Some teachers see children who come from elsewhere as a problem. And I think: “Those teachers have not quite kept up with new developments!” But when parents get feedback like this from the class teacher they no longer know what to do. They will believe the teacher and try to speak English at home, so then you get broken English as the home language. So the children lose their heritage language but don’t get good English either. It’s very sad.
Dutch mother and ESOL teacher, living in Christchurch
Historically, throughout much of the world, deliberate attempts have been made to create monolingual societies by eliminating minority languages. It was commonly thought that speaking a single, majority language could bring many benefits to the citizens of a country such as by facilitating education on a national scale, for example, or creating unified systems for national administration. New Zealand followed a similar pattern of minority language suppression as many other countries worldwide when speaking Te Reo Māori in school was officially prohibited in the late 1800s.

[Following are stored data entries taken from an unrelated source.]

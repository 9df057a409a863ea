use serde::{Deserialize, Serialize};

use simdash_core::types::ExperimentStatus;

/// Body of `POST /run_experiment`.
#[derive(Debug, Clone, Serialize)]
pub struct RunExperimentRequest {
    pub template_id: String,
    #[serde(skip_serializing_if = "Option::is_none")]
    pub rounds: Option<u32>,
    #[serde(skip_serializing_if = "Option::is_none")]
    pub conversations_per_round: Option<u32>,
}

/// Response of `POST /run_experiment`.
#[derive(Debug, Clone, Deserialize)]
pub struct RunExperimentResponse {
    pub experiment_id: String,
    #[serde(default)]
    pub status: ExperimentStatus,
    #[serde(default)]
    pub message: Option<String>,
}

/// Response of `GET /experiments/{id}/status`.
#[derive(Debug, Clone, Deserialize)]
pub struct StatusResponse {
    #[serde(default)]
    pub experiment_id: Option<String>,
    pub status: ExperimentStatus,
}

/// Response of `GET /experiments/{id}/result`. The report field is optional:
/// a missing or empty report is a soft condition, not an error.
#[derive(Debug, Clone, Deserialize)]
pub struct ResultResponse {
    #[serde(default)]
    pub experiment_id: Option<String>,
    #[serde(default)]
    pub raw_report: Option<String>,
}

/// One entry of `GET /templates`. The listing flattens template_data and
/// reduces factions to their names.
#[derive(Debug, Clone, Serialize, Deserialize)]
pub struct TemplateSummary {
    pub template_id: String,
    #[serde(default)]
    pub description: String,
    #[serde(default)]
    pub template_name: String,
    #[serde(default)]
    pub rounds: u32,
    #[serde(default)]
    pub conversations_per_round: u32,
    #[serde(default)]
    pub factions: Vec<String>,
}

/// Ack of `DELETE /experiments/{id}`.
#[derive(Debug, Clone, Deserialize)]
pub struct DeleteResponse {
    #[serde(default)]
    pub experiment_id: Option<String>,
    #[serde(default)]
    pub message: Option<String>,
}

#[cfg(test)]
mod tests {
    use super::*;

    #[test]
    fn test_run_request_omits_unset_fields() {
        let req = RunExperimentRequest {
            template_id: "template-default".into(),
            rounds: None,
            conversations_per_round: Some(4),
        };
        let json = serde_json::to_string(&req).unwrap();
        assert!(!json.contains("rounds\":null"));
        assert!(json.contains("\"conversations_per_round\":4"));
    }

    #[test]
    fn test_result_without_report_deserializes() {
        let resp: ResultResponse = serde_json::from_str("{\"experiment_id\":\"e1\"}").unwrap();
        assert!(resp.raw_report.is_none());
    }

    #[test]
    fn test_status_response_maps_unknown() {
        let resp: StatusResponse =
            serde_json::from_str("{\"status\":\"paused_for_maintenance\"}").unwrap();
        assert_eq!(resp.status, ExperimentStatus::Unknown);
    }
}
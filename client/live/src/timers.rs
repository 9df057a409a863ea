//! One active task handle per timer kind.
//!
//! Every periodic job in the dashboard is keyed by a `TimerKind`; starting a
//! new job of a kind aborts whatever was running under that kind, so two
//! pollers of the same kind can never tick concurrently.

use std::collections::HashMap;
use std::future::Future;

use tokio::task::JoinHandle;
use tracing::debug;

/// The kinds of periodic work the dashboard runs.
#[derive(Debug, Clone, Copy, PartialEq, Eq, Hash)]
pub enum TimerKind {
    /// 3-second live conversation poll.
    ConversationPoll,
    /// 2-second experiment status poll.
    StatusPoll,
    /// Mock playback emission loop.
    Playback,
    /// 2-second transient agent-status revert.
    StatusRevert,
    /// WebSocket reader task.
    Stream,
}

/// Registry of the currently running timer tasks.
#[derive(Debug, Default)]
pub struct TimerRegistry {
    handles: HashMap<TimerKind, JoinHandle<()>>,
}

impl TimerRegistry {
    pub fn new() -> Self {
        Self::default()
    }

    /// Spawn a task under a kind, aborting any previous task of that kind.
    pub fn spawn<F>(&mut self, kind: TimerKind, future: F)
    where
        F: Future<Output = ()> + Send + 'static,
    {
        let handle = tokio::spawn(future);
        if let Some(previous) = self.handles.insert(kind, handle) {
            debug!(kind = ?kind, "Aborting previous timer of this kind");
            previous.abort();
        }
    }

    /// Abort the task of one kind, if any.
    pub fn cancel(&mut self, kind: TimerKind) {
        if let Some(handle) = self.handles.remove(&kind) {
            handle.abort();
        }
    }

    /// Abort everything. Used on stop and reset.
    pub fn cancel_all(&mut self) {
        for (kind, handle) in self.handles.drain() {
            debug!(kind = ?kind, "Aborting timer");
            handle.abort();
        }
    }

    /// Whether a task of this kind is still running.
    pub fn is_active(&self, kind: TimerKind) -> bool {
        self.handles.get(&kind).map(|h| !h.is_finished()).unwrap_or(false)
    }
}

impl Drop for TimerRegistry {
    fn drop(&mut self) {
        self.cancel_all();
    }
}

#[cfg(test)]
mod tests {
    use super::*;
    use std::sync::atomic::{AtomicUsize, Ordering};
    use std::sync::Arc;
    use std::time::Duration;

    #[tokio::test]
    async fn test_starting_same_kind_aborts_previous() {
        let counter = Arc::new(AtomicUsize::new(0));
        let mut registry = TimerRegistry::new();

        let first = Arc::clone(&counter);
        registry.spawn(TimerKind::ConversationPoll, async move {
            tokio::time::sleep(Duration::from_millis(50)).await;
            first.fetch_add(1, Ordering::SeqCst);
        });

        let second = Arc::clone(&counter);
        registry.spawn(TimerKind::ConversationPoll, async move {
            tokio::time::sleep(Duration::from_millis(50)).await;
            second.fetch_add(10, Ordering::SeqCst);
        });

        tokio::time::sleep(Duration::from_millis(100)).await;
        // Only the replacement ran to completion.
        assert_eq!(counter.load(Ordering::SeqCst), 10);
    }

    #[tokio::test]
    async fn test_cancel_all_stops_everything() {
        let counter = Arc::new(AtomicUsize::new(0));
        let mut registry = TimerRegistry::new();

        for kind in [TimerKind::ConversationPoll, TimerKind::StatusPoll, TimerKind::Playback] {
            let counter = Arc::clone(&counter);
            registry.spawn(kind, async move {
                tokio::time::sleep(Duration::from_millis(50)).await;
                counter.fetch_add(1, Ordering::SeqCst);
            });
        }
        registry.cancel_all();

        tokio::time::sleep(Duration::from_millis(100)).await;
        assert_eq!(counter.load(Ordering::SeqCst), 0);
        assert!(!registry.is_active(TimerKind::StatusPoll));
    }

    #[tokio::test]
    async fn test_is_active_reflects_completion() {
        let mut registry = TimerRegistry::new();
        registry.spawn(TimerKind::StatusRevert, async {});
        tokio::time::sleep(Duration::from_millis(20)).await;
        assert!(!registry.is_active(TimerKind::StatusRevert));
    }
}
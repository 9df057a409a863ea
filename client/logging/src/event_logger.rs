//! Session Event Logger
//!
//! Structured session events (messages, status transitions, feed errors)
//! written through the tracing NDJSON pipeline.

use chrono::{DateTime, Utc};
use serde::Serialize;
use tracing::info;

#[derive(Debug, Serialize)]
#[serde(tag = "type")]
pub enum SessionEvent {
    Message {
        agent: String,
        content: String,
    },
    StatusTransition {
        experiment_id: String,
        status: String,
    },
    FeedFailure {
        error_msg: String,
    },
}

#[derive(Debug, Serialize)]
pub struct EventLogEntry {
    pub generation: u64,
    pub timestamp: DateTime<Utc>,
    pub event: SessionEvent,
}

pub struct EventLogger;

impl EventLogger {
    /// Record a session event, immediately serializing it to the tracing
    /// system under the `session_events` target.
    pub fn log_event(generation: u64, event: SessionEvent) {
        let entry = EventLogEntry {
            generation,
            timestamp: Utc::now(),
            event,
        };

        info!(target: "session_events", event = ?entry, "Session trace event");
    }
}
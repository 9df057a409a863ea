//! The dashboard loop's state and event handling.
//!
//! One instance owns the session, the view, the template editor, and the
//! timer registry. Keyboard actions mutate it directly; pollers, playback,
//! and the WebSocket reader only reach it through generation-stamped feed
//! frames, applied here on the single event-loop task.

use std::sync::Arc;
use std::time::Duration;

use tokio::sync::{mpsc, watch};
use tracing::{debug, error, trace, warn};

use logging::{EventLogger, SessionEvent};
use simdash_api::ws::{stream_simulation, MemoryOptions, SimulationConfig};
use simdash_api::{ApiClient, RunExperimentRequest};
use simdash_core::catalog::{experiment_info, experiment_name, EXPERIMENTS};
use simdash_core::error::DashError;
use simdash_core::event::{FeedEvent, FeedFrame};
use simdash_core::traits::{ExperimentGateway, TemplateStore};
use simdash_core::types::{ExperimentStatus, Template};
use simdash_live::poller::FeedPoller;
use simdash_live::status::StatusPoller;
use simdash_live::{PlaybackEngine, Script, TimerKind, TimerRegistry};
use simdash_report::{synthesize, ReportSource};
use simdash_session::notify::apply_health;
use simdash_session::state::Session;
use simdash_session::view::{ReportContext, ViewState};
use simdash_session::wizard::{self, WizardStep};
use simdash_templates::{builtin_for_experiment, TemplateEditor};
use tui::Action;

use crate::config::Config;

/// Transient agent status labels revert to this after two seconds.
const AGENT_STATUS_IDLE: &str = "Active";
const STATUS_REVERT_DELAY: Duration = Duration::from_secs(2);

pub struct Dashboard {
    pub session: Session,
    pub view: ViewState,
    pub editor: Option<TemplateEditor>,
    pub picker_index: usize,
    pub should_quit: bool,
    api: Arc<ApiClient>,
    feed_tx: mpsc::Sender<FeedFrame>,
    timers: TimerRegistry,
    playback_running: Option<watch::Sender<bool>>,
    latest_raw_report: Option<String>,
    config: Config,
}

It was also around this time that early research into bilingualism began to emerge, however, since international focus was on the benefits of monolingualism it is not surprising to note that research findings were consistently negative towards bilingualism (see the quote above, for example). Unfortunately, myths that speaking more than one language leads to linguistic confusion, impedes intellectual development, or negatively affects academic performance still persist today despite all of these claims having been repeatedly and comprehensively discredited since around the 1930s.
Every bilingual situation is different, and there are therefore many ways to be bilingual. People who speak more than one language tend to know each language only to the level that they need to use it, which means they may find one language more dominant or have a richer vocabulary in one language for discussing certain topics. This is normal and is not a sign of impeded intellectual development, in much the same way that the mixing of languages (also known as code-switching) is normal, and is not a sign of linguistic confusion. Furthermore, countless studies have shown that bilingualism often in fact has positive – rather than negative – effects on academic achievement.

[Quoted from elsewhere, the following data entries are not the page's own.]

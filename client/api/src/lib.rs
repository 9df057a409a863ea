//! HTTP and WebSocket bindings for the simulation backend gateway.
//!
//! The REST surface covers templates, experiments, conversations, results,
//! and the health probe; the WebSocket surface streams live simulation
//! events. Both speak the backend's wire shapes verbatim.

pub mod client;
pub mod types;
pub mod ws;

pub use client::ApiClient;
pub use types::{RunExperimentRequest, RunExperimentResponse, TemplateSummary};
pub use ws::{MemoryOptions, SimulationConfig, WsClientMessage, WsServerMessage};
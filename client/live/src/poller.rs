//! The live conversation feed poller.
//!
//! Every cycle fetches the full conversation set for the active experiment
//! and emits it as an authoritative snapshot; result data is fetched
//! best-effort on the same cycle. A failed cycle emits an inline feed error
//! and leaves prior state untouched.

use std::sync::Arc;
use std::time::Duration;

use tokio::sync::mpsc;
use tokio::time;
use tracing::{debug, warn};

use simdash_core::event::{FeedEvent, FeedFrame};
use simdash_core::traits::ExperimentGateway;

/// Fixed conversation poll period.
pub const CONVERSATION_POLL_PERIOD: Duration = Duration::from_secs(3);

pub struct FeedPoller {
    gateway: Arc<dyn ExperimentGateway>,
    experiment_id: String,
    generation: u64,
    feed_tx: mpsc::Sender<FeedFrame>,
    period: Duration,
}

impl FeedPoller {
    pub fn new(
        gateway: Arc<dyn ExperimentGateway>,
        experiment_id: impl Into<String>,
        generation: u64,
        feed_tx: mpsc::Sender<FeedFrame>,
    ) -> Self {
        Self {
            gateway,
            experiment_id: experiment_id.into(),
            generation,
            feed_tx,
            period: CONVERSATION_POLL_PERIOD,
        }
    }

    pub fn with_period(mut self, period: Duration) -> Self {
        self.period = period;
        self
    }

    /// Poll until the feed receiver goes away or the task is aborted.
    /// The first cycle runs immediately so the panel fills without waiting a
    /// full period.
    pub async fn run(self) {
        let mut ticker = time::interval(self.period);
        loop {
            ticker.tick().await;
            if !self.cycle().await {
                break;
            }
        }
        debug!(experiment_id = %self.experiment_id, "Conversation poller stopped");
    }

    /// One poll cycle. Returns false once the receiver is gone.
    async fn cycle(&self) -> bool {
        match self.gateway.conversations(&self.experiment_id).await {
            Ok(days) => {
                let sent = self
                    .send(FeedEvent::ConversationSnapshot { days, is_final: false })
                    .await;
                if !sent {
                    return false;
                }
            }
            Err(e) => {
                warn!(experiment_id = %self.experiment_id, error = %e, "Conversation poll failed");
                return self.send(FeedEvent::FeedError { error: e.to_string() }).await;
            }
        }

        // Result data is best-effort; absence just means the experiment has
        // not produced a report yet.
        match self.gateway.result(&self.experiment_id).await {
            Ok(Some(raw_report)) => self.send(FeedEvent::ResultAvailable { raw_report }).await,
            Ok(None) => true,
            Err(e) => {
                debug!(error = %e, "Result fetch failed, will retry next cycle");
                true
            }
        }
    }

    /// Run exactly one cycle. Backs the manual retry action on the inline
    /// error panel.
    pub async fn poll_once(
        gateway: Arc<dyn ExperimentGateway>,
        experiment_id: &str,
        generation: u64,
        feed_tx: mpsc::Sender<FeedFrame>,
    ) {
        let poller = FeedPoller::new(gateway, experiment_id, generation, feed_tx);
        poller.cycle().await;
    }

    async fn send(&self, event: FeedEvent) -> bool {
        self.feed_tx
            .send(FeedFrame::new(self.generation, event))
            .await
            .is_ok()
    }
}
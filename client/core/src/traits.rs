use anyhow::Result;
use async_trait::async_trait;

use crate::types::{DayConversations, ExperimentStatus, Template};

/// Read side of the backend gateway, as consumed by the live pollers.
/// Implemented by the HTTP client; tests substitute scripted mocks.
#[async_trait]
pub trait ExperimentGateway: Send + Sync {
    async fn experiment_status(&self, experiment_id: &str) -> Result<ExperimentStatus>;

    async fn conversations(&self, experiment_id: &str) -> Result<Vec<DayConversations>>;

    /// The raw moderator report, or `None` while the experiment has not
    /// produced one yet.
    async fn result(&self, experiment_id: &str) -> Result<Option<String>>;
}

/// Write side of template persistence, as consumed by the configuration
/// editor when an edited template must be stored under a derived id.
#[async_trait]
pub trait TemplateStore: Send + Sync {
    async fn create_template(&self, template: &Template) -> Result<()>;
}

Perhaps because it has been surrounded by such negativity in the past, bilingualism is something about which people tend to feel very strongly. Strong opinions about the perceived ‘value’ of certain languages over others are not uncommon either, and it may reassure a bilingual family to know that they are not alone if they regularly receive comments, opinions, and advice from strangers about the language(s) they use. Learning any language is enriching in many ways, however, and parents raising their children with one (or more) minority language(s) should feel assured that they are doing a good thing even if their journey is not always straightforward.
Helpful links on bilingual myths:
- Myths about bilingualism – written by François Grosjean, Professor Emeritus of the Université de Neuchâtel and founder of the academic journal ‘Bilingualism: Language and Cognition’.

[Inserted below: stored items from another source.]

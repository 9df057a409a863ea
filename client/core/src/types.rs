use std::collections::BTreeMap;
use std::fmt;

use chrono::{DateTime, Utc};
use serde::{Deserialize, Serialize};

/// Visual identity and role of one simulated agent as shown in the agent grid.
#[derive(Debug, Clone, Serialize, Deserialize, PartialEq, Eq)]
pub struct AgentProfile {
    pub name: String,
    /// Faction or role label ("Attacker", "Has Secret", "coffee_fan", ...).
    pub role: String,
    /// Display color as a CSS-style hex string.
    pub color: String,
    pub icon: String,
    /// Transient status label ("Ready", "Speaking", "Active").
    #[serde(default)]
    pub status: String,
}

impl AgentProfile {
    pub fn new(
        name: impl Into<String>,
        role: impl Into<String>,
        color: impl Into<String>,
        icon: impl Into<String>,
    ) -> Self {
        Self {
            name: name.into(),
            role: role.into(),
            color: color.into(),
            icon: icon.into(),
            status: "Ready".to_string(),
        }
    }

    /// Fallback profile for messages that reference an agent the session
    /// never registered.
    pub fn unknown(name: impl Into<String>) -> Self {
        Self {
            name: name.into(),
            role: String::new(),
            color: "#666".to_string(),
            icon: "🤖".to_string(),
            status: String::new(),
        }
    }
}

/// One line of agent chatter in the session transcript.
#[derive(Debug, Clone, Serialize, Deserialize, PartialEq, Eq)]
pub struct ChatMessage {
    pub agent_name: String,
    pub content: String,
    pub timestamp: DateTime<Utc>,
    /// Manipulation-tactic tag, when the speaker used one ("Creating Urgency").
    #[serde(default, skip_serializing_if = "Option::is_none")]
    pub tactic: Option<String>,
}

impl ChatMessage {
    pub fn now(agent_name: impl Into<String>, content: impl Into<String>) -> Self {
        Self {
            agent_name: agent_name.into(),
            content: content.into(),
            timestamp: Utc::now(),
            tactic: None,
        }
    }

    pub fn with_tactic(mut self, tactic: impl Into<String>) -> Self {
        self.tactic = Some(tactic.into());
        self
    }
}

/// A single pairwise exchange inside one simulated day.
#[derive(Debug, Clone, Serialize, Deserialize, PartialEq, Eq)]
pub struct Exchange {
    pub agent_1: String,
    pub agent_2: String,
    pub sequence_no: u32,
    pub text: String,
}

/// Backend conversations grouped by simulated day. Each poll returns the full
/// set; a snapshot always replaces the previous render.
#[derive(Debug, Clone, Serialize, Deserialize, PartialEq, Eq)]
pub struct DayConversations {
    pub day: u32,
    pub conversations: Vec<Exchange>,
}

/// Lifecycle status of a backend experiment. Anything the backend reports
/// that we do not recognize maps to `Unknown` rather than failing the poll.
#[derive(Debug, Clone, Copy, Serialize, Deserialize, PartialEq, Eq, Default)]
#[serde(rename_all = "snake_case")]
pub enum ExperimentStatus {
    Pending,
    Running,
    Completed,
    Failed,
    #[serde(other)]
    #[default]
    Unknown,
}

impl ExperimentStatus {
    /// The backend keeps working through both `pending` and `running`.
    pub fn is_active(self) -> bool {
        matches!(self, Self::Pending | Self::Running)
    }
}

impl fmt::Display for ExperimentStatus {
    fn fmt(&self, f: &mut fmt::Formatter<'_>) -> fmt::Result {
        let s = match self {
            Self::Pending => "pending",
            Self::Running => "running",
            Self::Completed => "completed",
            Self::Failed => "failed",
            Self::Unknown => "unknown",
        };
        write!(f, "{}", s)
    }
}

/// One row of the experiments board.
#[derive(Debug, Clone, Serialize, Deserialize, PartialEq, Eq)]
pub struct ExperimentRecord {
    pub experiment_id: String,
    pub template_id: String,
    #[serde(default)]
    pub template_description: String,
    pub status: ExperimentStatus,
    #[serde(default)]
    pub created_at: Option<String>,
}

/// A named group of agents sharing a prompt and a person-prompt pool.
#[derive(Debug, Clone, Serialize, Deserialize, PartialEq, Eq)]
pub struct Faction {
    pub faction_prompt: String,
    pub person_prompt: Vec<String>,
    pub agent_count: u32,
}

/// The editable body of a template.
#[derive(Debug, Clone, Serialize, Deserialize, PartialEq, Eq)]
pub struct TemplateData {
    pub template_name: String,
    pub rounds: u32,
    pub description: String,
    pub conversations_per_round: u32,
    /// BTreeMap keeps faction ordering stable across render and compare.
    pub factions: BTreeMap<String, Faction>,
}

/// A reusable experiment configuration, shipped built-in or fetched from the
/// backend. Built-in templates are never mutated; edits derive a copy.
#[derive(Debug, Clone, Serialize, Deserialize, PartialEq, Eq)]
pub struct Template {
    pub template_id: String,
    pub description: String,
    pub template_data: TemplateData,
}

/// Sentiment of a single report takeaway.
#[derive(Debug, Clone, Copy, Serialize, Deserialize, PartialEq, Eq, Default)]
#[serde(rename_all = "snake_case")]
pub enum TakeawayKind {
    Positive,
    Negative,
    #[serde(other)]
    #[default]
    Neutral,
}

impl TakeawayKind {
    pub fn icon(self) -> &'static str {
        match self {
            Self::Positive => "✅",
            Self::Negative => "❌",
            Self::Neutral => "📊",
        }
    }
}

#[derive(Debug, Clone, Serialize, Deserialize, PartialEq, Eq)]
pub struct Takeaway {
    pub kind: TakeawayKind,
    pub icon: String,
    pub title: String,
    pub description: String,
}

#[derive(Debug, Clone, Serialize, Deserialize, PartialEq, Eq)]
pub struct CriticalMoment {
    pub time: String,
    pub agent: String,
    pub description: String,
}

#[derive(Debug, Clone, Serialize, Deserialize, PartialEq, Eq)]
pub struct Recommendation {
    pub title: String,
    pub text: String,
}

/// Moderator analysis for a completed session, either synthesized locally or
/// parsed from the backend's free-text report.
#[derive(Debug, Clone, Serialize, Deserialize, PartialEq, Eq, Default)]
pub struct Report {
    pub outcome: String,
    pub summary: String,
    pub takeaways: Vec<Takeaway>,
    pub critical_moments: Vec<CriticalMoment>,
    pub recommendations: Vec<Recommendation>,
}

/// Severity of a user-facing notification toast.
#[derive(Debug, Clone, Copy, Serialize, Deserialize, PartialEq, Eq)]
#[serde(rename_all = "snake_case")]
pub enum NotifyLevel {
    Info,
    Success,
    Warning,
    Error,
}

#[derive(Debug, Clone, Serialize, Deserialize, PartialEq, Eq)]
pub struct Notification {
    pub level: NotifyLevel,
    pub text: String,
}

impl Notification {
    pub fn new(level: NotifyLevel, text: impl Into<String>) -> Self {
        Self { level, text: text.into() }
    }
}

/// Payload of the backend `/health` endpoint.
#[derive(Debug, Clone, Serialize, Deserialize, Default)]
pub struct HealthSnapshot {
    #[serde(default)]
    pub status: String,
    #[serde(default)]
    pub database: Option<String>,
    #[serde(default)]
    pub templates_count: Option<u64>,
    #[serde(default)]
    pub total_experiments: Option<u64>,
    #[serde(default)]
    pub running_experiments: Option<u64>,
}

impl HealthSnapshot {
    /// The backend counts as reachable when it self-reports healthy or at
    /// least confirms its database connection.
    pub fn is_healthy(&self) -> bool {
        self.status == "healthy" || self.database.as_deref() == Some("connected")
    }
}
pub mod bus;
pub mod catalog;
pub mod error;
pub mod event;
pub mod traits;
pub mod types;

pub use bus::DashBus;
pub use catalog::{experiment_info, experiment_name, template_id_for, AgentSeed, ExperimentInfo};
pub use error::DashError;
pub use event::{FeedEvent, FeedFrame};
pub use traits::{ExperimentGateway, TemplateStore};
pub use types::{
    AgentProfile, ChatMessage, CriticalMoment, DayConversations, Exchange, ExperimentRecord,
    ExperimentStatus, Faction, HealthSnapshot, Notification, NotifyLevel, Recommendation, Report,
    Takeaway, TakeawayKind, Template, TemplateData,
};
//! Per-frame UI context.
//!
//! The dashboard loop owns the session and view state; each frame borrows a
//! read-only snapshot of what the terminal needs to draw.

use simdash_session::state::Session;
use simdash_session::view::ViewState;

pub struct UiContext<'a> {
    pub session: &'a Session,
    pub view: &'a ViewState,
    /// Cursor position in the experiment picker.
    pub picker_index: usize,
    /// Pre-rendered template editor lines for the configuration step.
    pub template_lines: &'a [String],
    /// Pre-rendered run settings for the review step.
    pub review_lines: &'a [String],
}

- Common myths about bilingualism – written by the University of Hawai’i Centre for Second Language Research.
- Myths about bilingualism – written by Shirley Maihi, Principal of Finlayson Park School and creator of the Bilingual Education New Zealand website.
- Raising bilingual children: Fact or fiction? written by Christina Bosemark, founder of the Multilingual Children’s Association.
- Debunking common myths about raising bilingual children – easy to read article from Australian publication ‘The Conversation’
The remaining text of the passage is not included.